Publié le 2024-02-29 18:21:00. Une étude de l’Université d’Édimbourg révèle qu’une variation génétique spécifique augmente significativement le risque de délire postopératoire, ouvrant la voie à une meilleure préparation des patients et à une médecine chirurgicale plus personnalisée.
- La présence de la variante génétique APOE4 est associée à un risque accru de délire après une intervention chirurgicale, indépendamment de la présence d’une démence préexistante.
- Des niveaux plus élevés de la protéine Paraoxonase 3 (PON3) dans le sang semblent protéger contre le développement de ce délire.
- Le délire postopératoire, souvent sous-estimé, peut avoir des conséquences graves sur la santé des patients, notamment une augmentation de la mortalité et un risque accru de démence.
Jusqu’à présent, le délire postopératoire était fréquemment interprété comme un symptôme d’une démence non diagnostiquée.
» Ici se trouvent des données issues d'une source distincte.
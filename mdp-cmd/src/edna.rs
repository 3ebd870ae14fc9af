//! eDNA sample summary.

use crate::write_json;
use log::info;
use mdp_data::diversity::{aggregate, DiversityReport, SampleAbundance};
use mdp_data::samples::{FeatureTableFiles, SampleSource, StaticSamples};
use std::path::PathBuf;

/// Aggregate the chosen samples and print the dashboard sections.
///
/// Without a feature table the built-in demonstration samples are used.
pub fn run_edna(
    feature_table: Option<&str>,
    metadata: Option<&str>,
    sample: Option<&str>,
    json: Option<&str>,
) -> anyhow::Result<()> {
    let set = match feature_table {
        Some(path) => FeatureTableFiles {
            feature_table: PathBuf::from(path),
            metadata: metadata.map(PathBuf::from),
        }
        .load()?,
        None => StaticSamples.load()?,
    };
    if set.is_empty() {
        anyhow::bail!("No samples found");
    }
    let report = aggregate(&set);
    info!("Aggregated {} samples", report.per_sample_abundance.len());

    match sample {
        Some(id) => {
            let abundance = report
                .sample(id)
                .ok_or_else(|| anyhow::anyhow!("Unknown sample {:?}", id))?;
            print!("{}", render_composition(abundance));
        }
        None => print!("{}", render_report(&report)),
    }

    if let Some(path) = json {
        write_json(path, &report)?;
    }
    Ok(())
}

/// Relative abundance of each taxon in one sample.
pub fn render_composition(sample: &SampleAbundance) -> String {
    let mut out = format!(
        "Relative abundance in {} ({}, {} reads)\n",
        sample.sample_id, sample.label, sample.total_count
    );
    for row in &sample.rows {
        out.push_str(&format!(
            "  {:<20} {:>8} {:>6.2}%\n",
            row.phylum, row.count, row.relative_abundance
        ));
    }
    out
}

/// Every section of the report as plain text.
pub fn render_report(report: &DiversityReport) -> String {
    let mut out = String::new();
    for sample in &report.per_sample_abundance {
        out.push_str(&render_composition(sample));
    }

    out.push_str("\nCore microbiome (present in all samples)\n");
    if report.core_microbiome.is_empty() {
        out.push_str("  (none)\n");
    }
    for taxon in &report.core_microbiome {
        out.push_str(&format!("  - {}\n", taxon));
    }

    if !report.alpha_diversity.is_empty() {
        out.push_str("\nAlpha diversity\n");
        out.push_str(&format!("  {:<10} {:>8} {:>8}\n", "Sample", "Shannon", "Chao1"));
        for row in &report.alpha_diversity {
            out.push_str(&format!(
                "  {:<10} {:>8} {:>8}\n",
                row.sample_id, row.shannon, row.chao1
            ));
        }
    }

    let matrix = &report.differential_matrix;
    out.push_str("\nDifferential abundance (%)\n");
    out.push_str(&format!("  {:<20}", "Taxon"));
    for row in &matrix.rows {
        out.push_str(&format!(" {:>10}", row.sample_id));
    }
    out.push('\n');
    for (column, taxon) in matrix.taxa.iter().enumerate() {
        out.push_str(&format!("  {:<20}", taxon));
        for row in &matrix.rows {
            out.push_str(&format!(" {:>10.2}", row.values[column]));
        }
        out.push('\n');
    }
    out
}

#[cfg(test)]
mod tests {
    use super::*;

    #[test]
    fn test_render_static_report() {
        let report = aggregate(&StaticSamples.load().unwrap());
        let text = render_report(&report);
        assert!(text.contains("Core microbiome"));
        assert!(text.contains("  - Proteobacteria\n"));
        assert!(text.contains("Marinimicrobia"));
        assert!(text.contains("sample3"));
    }

    #[test]
    fn test_render_composition() {
        let report = aggregate(&StaticSamples.load().unwrap());
        let text = render_composition(report.sample("sample1").unwrap());
        assert!(text.starts_with("Relative abundance in sample1 (Water Sample (River Ganga), 10050 reads)"));
        assert!(text.contains("Proteobacteria"));
        assert!(text.contains("44.78%"));
    }

    #[test]
    fn test_unknown_sample_is_an_error() {
        assert!(run_edna(None, None, Some("sample9"), None).is_err());
    }
}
Cependant, une nouvelle étude publiée dans la revue spécialisée Vieillissement naturel remet en question cette hypothèse. Les chercheurs écossais ont analysé les données génétiques de plus d’un million de personnes pour identifier les facteurs de risque associés à ce trouble.
Les résultats sont sans équivoque : les individus porteurs de la variante génétique APOE4 présentent un risque significativement plus élevé de délire après une opération. Ce risque est indépendant de l’état cognitif initial du patient, suggérant que cette variante rend le cerveau plus vulnérable au stress induit par la chirurgie et l’anesthésie.
Selon les chercheurs, l’inflammation joue un rôle clé dans cette sensibilité accrue. Toute intervention chirurgicale déclenche une réaction inflammatoire dans l’organisme. Chez les porteurs d’APOE4, les mécanismes de réparation des cellules nerveuses semblent moins efficaces face à ce stress, compromettant la capacité du cerveau à compenser et conduisant au délire.
L’étude met également en lumière un facteur de protection potentiel : la protéine Paraoxonase 3 (PON3). Des niveaux plus élevés de PON3 dans le sang ont été associés à un risque plus faible de délire postopératoire. Ce constat est particulièrement intéressant car la PON3 intervient dans le métabolisme des statines, des médicaments hypocholestérolémiants largement prescrits. Les chercheurs envisagent donc d’explorer si certaines statines pourraient contribuer à réduire le risque de délire avant une intervention chirurgicale.
Il est crucial de souligner que le délire postopératoire est bien plus qu’une simple confusion passagère. Il peut entraîner des conséquences graves pour les patients, notamment des séjours hospitaliers prolongés, une augmentation de la mortalité et un risque significativement accru de développer une démence à long terme. Jusqu’à présent, les options de prévention ciblant spécifiquement le délire étaient limitées, le traitement se concentrant principalement sur le soulagement des symptômes.
Cette découverte ouvre la voie à une approche plus personnalisée de la chirurgie. À l’avenir, un simple test génétique pourrait permettre d’identifier les patients à haut risque avant une intervention planifiée. Des stratégies de protection sur mesure pourraient alors être mises en place, telles que des protocoles d’anesthésie spécifiques, une surveillance ciblée de la fonction cérébrale pendant l’opération ou l’administration de médicaments prophylactiques.
Les premiers tests sanguins permettant d’évaluer le risque de délire pourraient bientôt faire partie de la routine clinique, marquant la fin de l’approche chirurgicale « universelle » et ouvrant une nouvelle ère de médecine personnalisée.